_Try it_
Somewhere below, one line contains "mod handlers;" and a later line contains "pub mod services;". Output those two lines and everything between them exactly, and nothing else.

Top of Data for review

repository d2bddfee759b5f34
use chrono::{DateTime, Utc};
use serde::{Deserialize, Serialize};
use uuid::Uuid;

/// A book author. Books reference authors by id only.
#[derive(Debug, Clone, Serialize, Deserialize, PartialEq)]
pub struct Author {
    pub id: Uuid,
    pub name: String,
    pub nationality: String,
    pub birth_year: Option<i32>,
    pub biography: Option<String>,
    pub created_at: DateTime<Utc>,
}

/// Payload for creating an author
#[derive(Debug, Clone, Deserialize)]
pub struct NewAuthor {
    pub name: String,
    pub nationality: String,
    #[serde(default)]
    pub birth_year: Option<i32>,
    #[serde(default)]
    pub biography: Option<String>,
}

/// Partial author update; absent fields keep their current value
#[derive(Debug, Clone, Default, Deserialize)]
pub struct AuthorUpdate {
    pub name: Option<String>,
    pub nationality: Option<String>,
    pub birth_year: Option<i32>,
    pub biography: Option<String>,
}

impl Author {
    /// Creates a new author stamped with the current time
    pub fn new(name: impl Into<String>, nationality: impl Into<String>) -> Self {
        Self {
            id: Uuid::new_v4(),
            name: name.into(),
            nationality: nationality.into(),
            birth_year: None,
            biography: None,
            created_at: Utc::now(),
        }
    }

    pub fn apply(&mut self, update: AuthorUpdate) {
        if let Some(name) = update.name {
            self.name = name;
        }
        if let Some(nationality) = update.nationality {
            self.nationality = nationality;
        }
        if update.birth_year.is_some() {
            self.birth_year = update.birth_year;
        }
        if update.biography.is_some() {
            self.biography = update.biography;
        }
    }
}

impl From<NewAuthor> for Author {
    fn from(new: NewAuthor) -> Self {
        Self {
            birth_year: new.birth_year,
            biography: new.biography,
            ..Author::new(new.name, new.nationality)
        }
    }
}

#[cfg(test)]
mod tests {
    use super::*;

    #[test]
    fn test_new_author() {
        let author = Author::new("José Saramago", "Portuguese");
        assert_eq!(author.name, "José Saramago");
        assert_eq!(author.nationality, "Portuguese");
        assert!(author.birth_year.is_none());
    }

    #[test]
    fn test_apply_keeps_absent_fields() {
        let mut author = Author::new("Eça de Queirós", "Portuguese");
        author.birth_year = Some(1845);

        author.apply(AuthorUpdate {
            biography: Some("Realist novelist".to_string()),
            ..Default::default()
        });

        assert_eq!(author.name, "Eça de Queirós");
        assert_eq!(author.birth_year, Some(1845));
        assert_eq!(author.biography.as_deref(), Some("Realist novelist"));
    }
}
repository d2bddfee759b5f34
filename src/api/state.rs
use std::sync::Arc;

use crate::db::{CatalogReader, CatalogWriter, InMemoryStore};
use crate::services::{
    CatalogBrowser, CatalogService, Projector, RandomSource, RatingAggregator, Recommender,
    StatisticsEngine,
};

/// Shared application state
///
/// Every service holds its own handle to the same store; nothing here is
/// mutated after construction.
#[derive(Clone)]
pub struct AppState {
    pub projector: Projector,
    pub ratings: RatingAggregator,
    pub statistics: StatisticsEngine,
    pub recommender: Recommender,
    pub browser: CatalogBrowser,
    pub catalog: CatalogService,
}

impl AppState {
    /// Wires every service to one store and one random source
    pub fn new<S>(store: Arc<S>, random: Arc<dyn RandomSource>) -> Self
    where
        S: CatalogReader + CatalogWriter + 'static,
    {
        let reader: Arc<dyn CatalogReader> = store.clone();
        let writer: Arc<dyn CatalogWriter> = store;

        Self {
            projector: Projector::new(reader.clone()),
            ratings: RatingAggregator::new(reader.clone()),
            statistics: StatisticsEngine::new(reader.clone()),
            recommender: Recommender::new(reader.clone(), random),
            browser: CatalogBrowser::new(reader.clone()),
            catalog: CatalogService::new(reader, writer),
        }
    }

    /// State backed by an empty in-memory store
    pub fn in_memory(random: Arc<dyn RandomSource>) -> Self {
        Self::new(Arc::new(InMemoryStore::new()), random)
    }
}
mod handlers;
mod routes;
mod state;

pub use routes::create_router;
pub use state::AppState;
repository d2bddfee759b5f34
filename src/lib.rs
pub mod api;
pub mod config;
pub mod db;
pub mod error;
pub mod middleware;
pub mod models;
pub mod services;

Bottom of Data for review
Top of Data for review

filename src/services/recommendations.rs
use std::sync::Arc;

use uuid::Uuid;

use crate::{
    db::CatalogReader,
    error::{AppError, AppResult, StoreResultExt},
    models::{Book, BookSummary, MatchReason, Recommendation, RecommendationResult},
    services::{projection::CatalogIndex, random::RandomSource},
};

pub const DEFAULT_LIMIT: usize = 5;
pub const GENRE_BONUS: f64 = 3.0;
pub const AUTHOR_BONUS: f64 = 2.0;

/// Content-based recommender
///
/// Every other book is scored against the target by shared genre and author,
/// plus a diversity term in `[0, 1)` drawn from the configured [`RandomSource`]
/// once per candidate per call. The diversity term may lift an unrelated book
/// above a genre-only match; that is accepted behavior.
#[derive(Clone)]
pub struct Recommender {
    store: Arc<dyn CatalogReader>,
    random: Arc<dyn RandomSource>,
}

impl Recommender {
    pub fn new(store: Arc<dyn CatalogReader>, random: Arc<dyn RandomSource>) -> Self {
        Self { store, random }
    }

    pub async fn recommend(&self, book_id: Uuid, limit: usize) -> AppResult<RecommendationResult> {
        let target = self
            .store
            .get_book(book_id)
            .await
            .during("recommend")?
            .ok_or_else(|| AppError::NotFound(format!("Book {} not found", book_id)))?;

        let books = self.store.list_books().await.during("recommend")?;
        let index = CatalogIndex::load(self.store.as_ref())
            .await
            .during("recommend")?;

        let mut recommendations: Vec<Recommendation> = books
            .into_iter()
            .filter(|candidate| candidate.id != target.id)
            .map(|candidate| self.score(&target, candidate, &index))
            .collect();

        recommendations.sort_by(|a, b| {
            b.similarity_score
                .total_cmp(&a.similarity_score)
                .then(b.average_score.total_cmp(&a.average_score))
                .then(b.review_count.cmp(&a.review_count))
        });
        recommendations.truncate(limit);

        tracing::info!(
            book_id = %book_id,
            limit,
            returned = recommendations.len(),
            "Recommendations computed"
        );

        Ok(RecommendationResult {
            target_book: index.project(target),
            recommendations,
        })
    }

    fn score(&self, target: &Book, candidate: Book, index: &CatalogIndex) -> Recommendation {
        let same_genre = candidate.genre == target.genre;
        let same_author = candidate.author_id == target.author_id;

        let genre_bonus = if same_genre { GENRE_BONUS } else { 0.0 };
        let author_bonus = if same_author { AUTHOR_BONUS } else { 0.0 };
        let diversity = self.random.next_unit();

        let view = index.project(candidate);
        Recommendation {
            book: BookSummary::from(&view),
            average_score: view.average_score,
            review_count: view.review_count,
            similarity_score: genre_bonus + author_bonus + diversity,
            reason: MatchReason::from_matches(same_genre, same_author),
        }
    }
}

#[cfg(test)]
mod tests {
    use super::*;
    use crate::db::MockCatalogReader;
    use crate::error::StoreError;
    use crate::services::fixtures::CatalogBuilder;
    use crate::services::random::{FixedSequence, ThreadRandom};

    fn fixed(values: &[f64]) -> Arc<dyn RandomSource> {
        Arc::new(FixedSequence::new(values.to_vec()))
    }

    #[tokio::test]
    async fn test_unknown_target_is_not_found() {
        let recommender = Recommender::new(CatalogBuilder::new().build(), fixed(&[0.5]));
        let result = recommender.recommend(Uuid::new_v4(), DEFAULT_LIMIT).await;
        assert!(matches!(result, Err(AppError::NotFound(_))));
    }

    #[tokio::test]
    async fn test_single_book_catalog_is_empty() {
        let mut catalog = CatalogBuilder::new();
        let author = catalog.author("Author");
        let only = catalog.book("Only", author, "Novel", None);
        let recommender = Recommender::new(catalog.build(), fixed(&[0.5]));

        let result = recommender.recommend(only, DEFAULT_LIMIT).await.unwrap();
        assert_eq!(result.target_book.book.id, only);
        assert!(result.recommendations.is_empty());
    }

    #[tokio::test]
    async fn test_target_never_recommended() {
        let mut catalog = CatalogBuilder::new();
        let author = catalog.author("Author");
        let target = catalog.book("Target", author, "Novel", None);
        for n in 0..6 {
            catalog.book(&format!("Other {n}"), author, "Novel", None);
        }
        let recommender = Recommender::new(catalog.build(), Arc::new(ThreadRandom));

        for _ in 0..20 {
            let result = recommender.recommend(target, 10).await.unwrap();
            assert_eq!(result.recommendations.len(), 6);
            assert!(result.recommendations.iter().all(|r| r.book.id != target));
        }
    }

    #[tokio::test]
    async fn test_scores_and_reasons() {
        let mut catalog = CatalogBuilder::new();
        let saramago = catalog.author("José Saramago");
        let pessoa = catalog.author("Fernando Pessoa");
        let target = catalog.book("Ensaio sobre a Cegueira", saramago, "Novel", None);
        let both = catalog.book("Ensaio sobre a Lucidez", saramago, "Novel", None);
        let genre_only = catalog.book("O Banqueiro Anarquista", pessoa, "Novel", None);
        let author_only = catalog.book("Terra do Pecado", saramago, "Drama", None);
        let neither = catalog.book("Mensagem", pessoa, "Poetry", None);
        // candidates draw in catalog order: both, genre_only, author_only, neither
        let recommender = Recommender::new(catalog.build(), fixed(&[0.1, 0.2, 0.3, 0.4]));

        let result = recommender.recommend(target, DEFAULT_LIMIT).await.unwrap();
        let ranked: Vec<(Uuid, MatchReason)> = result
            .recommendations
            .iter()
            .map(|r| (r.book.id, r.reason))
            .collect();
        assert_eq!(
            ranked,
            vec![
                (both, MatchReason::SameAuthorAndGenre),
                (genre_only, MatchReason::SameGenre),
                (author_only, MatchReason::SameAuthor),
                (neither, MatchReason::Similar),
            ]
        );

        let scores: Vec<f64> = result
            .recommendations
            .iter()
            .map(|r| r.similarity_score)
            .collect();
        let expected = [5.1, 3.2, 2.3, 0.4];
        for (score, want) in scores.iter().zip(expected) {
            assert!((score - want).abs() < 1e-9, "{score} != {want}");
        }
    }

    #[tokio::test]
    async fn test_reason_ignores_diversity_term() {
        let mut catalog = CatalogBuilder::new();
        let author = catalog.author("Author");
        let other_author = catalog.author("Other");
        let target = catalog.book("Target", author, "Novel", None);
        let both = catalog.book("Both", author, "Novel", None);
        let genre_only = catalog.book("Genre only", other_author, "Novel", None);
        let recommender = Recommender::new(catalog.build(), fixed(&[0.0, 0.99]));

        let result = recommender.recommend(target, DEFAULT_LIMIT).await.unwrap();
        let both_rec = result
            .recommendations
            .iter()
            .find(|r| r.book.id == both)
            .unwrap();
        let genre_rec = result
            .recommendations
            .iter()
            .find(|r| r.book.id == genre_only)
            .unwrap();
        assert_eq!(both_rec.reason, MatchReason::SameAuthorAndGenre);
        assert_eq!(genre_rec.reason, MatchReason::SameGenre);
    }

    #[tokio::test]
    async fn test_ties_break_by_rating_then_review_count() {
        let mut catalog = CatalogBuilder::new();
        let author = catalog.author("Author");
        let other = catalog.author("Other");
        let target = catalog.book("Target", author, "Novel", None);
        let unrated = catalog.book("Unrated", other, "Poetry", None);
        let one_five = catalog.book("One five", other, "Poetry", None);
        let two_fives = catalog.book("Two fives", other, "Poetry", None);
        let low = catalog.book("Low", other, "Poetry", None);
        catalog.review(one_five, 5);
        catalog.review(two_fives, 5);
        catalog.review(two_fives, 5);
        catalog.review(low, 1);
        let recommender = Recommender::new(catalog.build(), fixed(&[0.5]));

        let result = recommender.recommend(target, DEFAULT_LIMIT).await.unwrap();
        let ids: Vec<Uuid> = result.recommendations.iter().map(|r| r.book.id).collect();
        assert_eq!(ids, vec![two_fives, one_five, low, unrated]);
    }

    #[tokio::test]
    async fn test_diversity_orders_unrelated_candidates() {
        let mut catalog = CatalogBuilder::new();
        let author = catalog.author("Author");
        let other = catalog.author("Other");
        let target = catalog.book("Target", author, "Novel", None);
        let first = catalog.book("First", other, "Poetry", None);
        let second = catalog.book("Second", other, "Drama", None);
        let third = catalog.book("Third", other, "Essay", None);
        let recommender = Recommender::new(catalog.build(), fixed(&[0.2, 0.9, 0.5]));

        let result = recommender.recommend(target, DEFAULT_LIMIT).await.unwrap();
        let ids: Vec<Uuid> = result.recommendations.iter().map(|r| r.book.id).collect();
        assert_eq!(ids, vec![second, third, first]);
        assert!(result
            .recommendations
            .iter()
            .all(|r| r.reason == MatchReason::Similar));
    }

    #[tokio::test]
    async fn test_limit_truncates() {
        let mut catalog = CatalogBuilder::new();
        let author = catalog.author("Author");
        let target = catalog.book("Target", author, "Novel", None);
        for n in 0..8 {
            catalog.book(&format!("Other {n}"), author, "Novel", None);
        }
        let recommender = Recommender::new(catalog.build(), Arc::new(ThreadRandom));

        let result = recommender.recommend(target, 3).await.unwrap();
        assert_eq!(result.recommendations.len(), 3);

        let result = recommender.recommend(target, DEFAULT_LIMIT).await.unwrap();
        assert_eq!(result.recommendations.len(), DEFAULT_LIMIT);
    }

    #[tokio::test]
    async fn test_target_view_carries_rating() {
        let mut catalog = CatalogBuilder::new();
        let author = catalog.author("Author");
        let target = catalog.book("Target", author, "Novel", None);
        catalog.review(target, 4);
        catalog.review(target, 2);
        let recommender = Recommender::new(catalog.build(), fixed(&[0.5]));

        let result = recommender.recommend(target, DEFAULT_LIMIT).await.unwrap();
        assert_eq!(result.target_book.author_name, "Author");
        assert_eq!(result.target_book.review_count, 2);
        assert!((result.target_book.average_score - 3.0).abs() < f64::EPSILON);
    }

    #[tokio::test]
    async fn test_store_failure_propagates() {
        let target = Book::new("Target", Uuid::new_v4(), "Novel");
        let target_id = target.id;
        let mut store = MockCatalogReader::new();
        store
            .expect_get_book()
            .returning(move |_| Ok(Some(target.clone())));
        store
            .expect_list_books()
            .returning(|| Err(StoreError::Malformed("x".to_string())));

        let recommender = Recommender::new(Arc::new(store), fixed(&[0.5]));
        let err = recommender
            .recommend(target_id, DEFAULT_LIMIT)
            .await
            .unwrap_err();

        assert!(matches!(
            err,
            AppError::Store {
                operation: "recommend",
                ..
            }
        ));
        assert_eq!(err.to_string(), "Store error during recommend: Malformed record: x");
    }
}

Bottom of Data for review
Top of Data for review

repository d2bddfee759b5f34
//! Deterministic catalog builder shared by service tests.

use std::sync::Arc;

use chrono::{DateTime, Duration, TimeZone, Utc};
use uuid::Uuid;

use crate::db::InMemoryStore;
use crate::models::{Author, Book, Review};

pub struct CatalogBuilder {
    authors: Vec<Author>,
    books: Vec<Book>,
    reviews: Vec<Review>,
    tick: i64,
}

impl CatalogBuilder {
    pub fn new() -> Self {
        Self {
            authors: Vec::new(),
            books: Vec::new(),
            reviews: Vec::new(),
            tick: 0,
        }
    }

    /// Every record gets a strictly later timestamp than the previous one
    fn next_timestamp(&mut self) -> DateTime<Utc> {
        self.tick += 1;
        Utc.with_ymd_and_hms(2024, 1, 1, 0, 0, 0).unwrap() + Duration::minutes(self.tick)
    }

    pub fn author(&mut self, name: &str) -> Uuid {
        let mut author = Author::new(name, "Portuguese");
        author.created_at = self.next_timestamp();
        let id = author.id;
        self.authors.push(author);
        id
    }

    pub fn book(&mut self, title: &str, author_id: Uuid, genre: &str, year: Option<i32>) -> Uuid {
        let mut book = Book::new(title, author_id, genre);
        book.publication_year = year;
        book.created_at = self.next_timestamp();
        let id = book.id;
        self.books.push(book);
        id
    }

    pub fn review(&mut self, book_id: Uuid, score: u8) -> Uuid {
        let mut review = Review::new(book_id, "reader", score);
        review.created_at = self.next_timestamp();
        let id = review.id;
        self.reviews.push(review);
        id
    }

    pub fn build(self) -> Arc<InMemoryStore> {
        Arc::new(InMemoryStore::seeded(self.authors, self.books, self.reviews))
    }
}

Bottom of Data for review

_Result below_
mod handlers;
mod routes;
mod state;

pub use routes::create_router;
pub use state::AppState;
repository d2bddfee759b5f34
filename src/lib.rs
pub mod api;
pub mod config;
pub mod db;
pub mod error;
pub mod middleware;
pub mod models;
pub mod services;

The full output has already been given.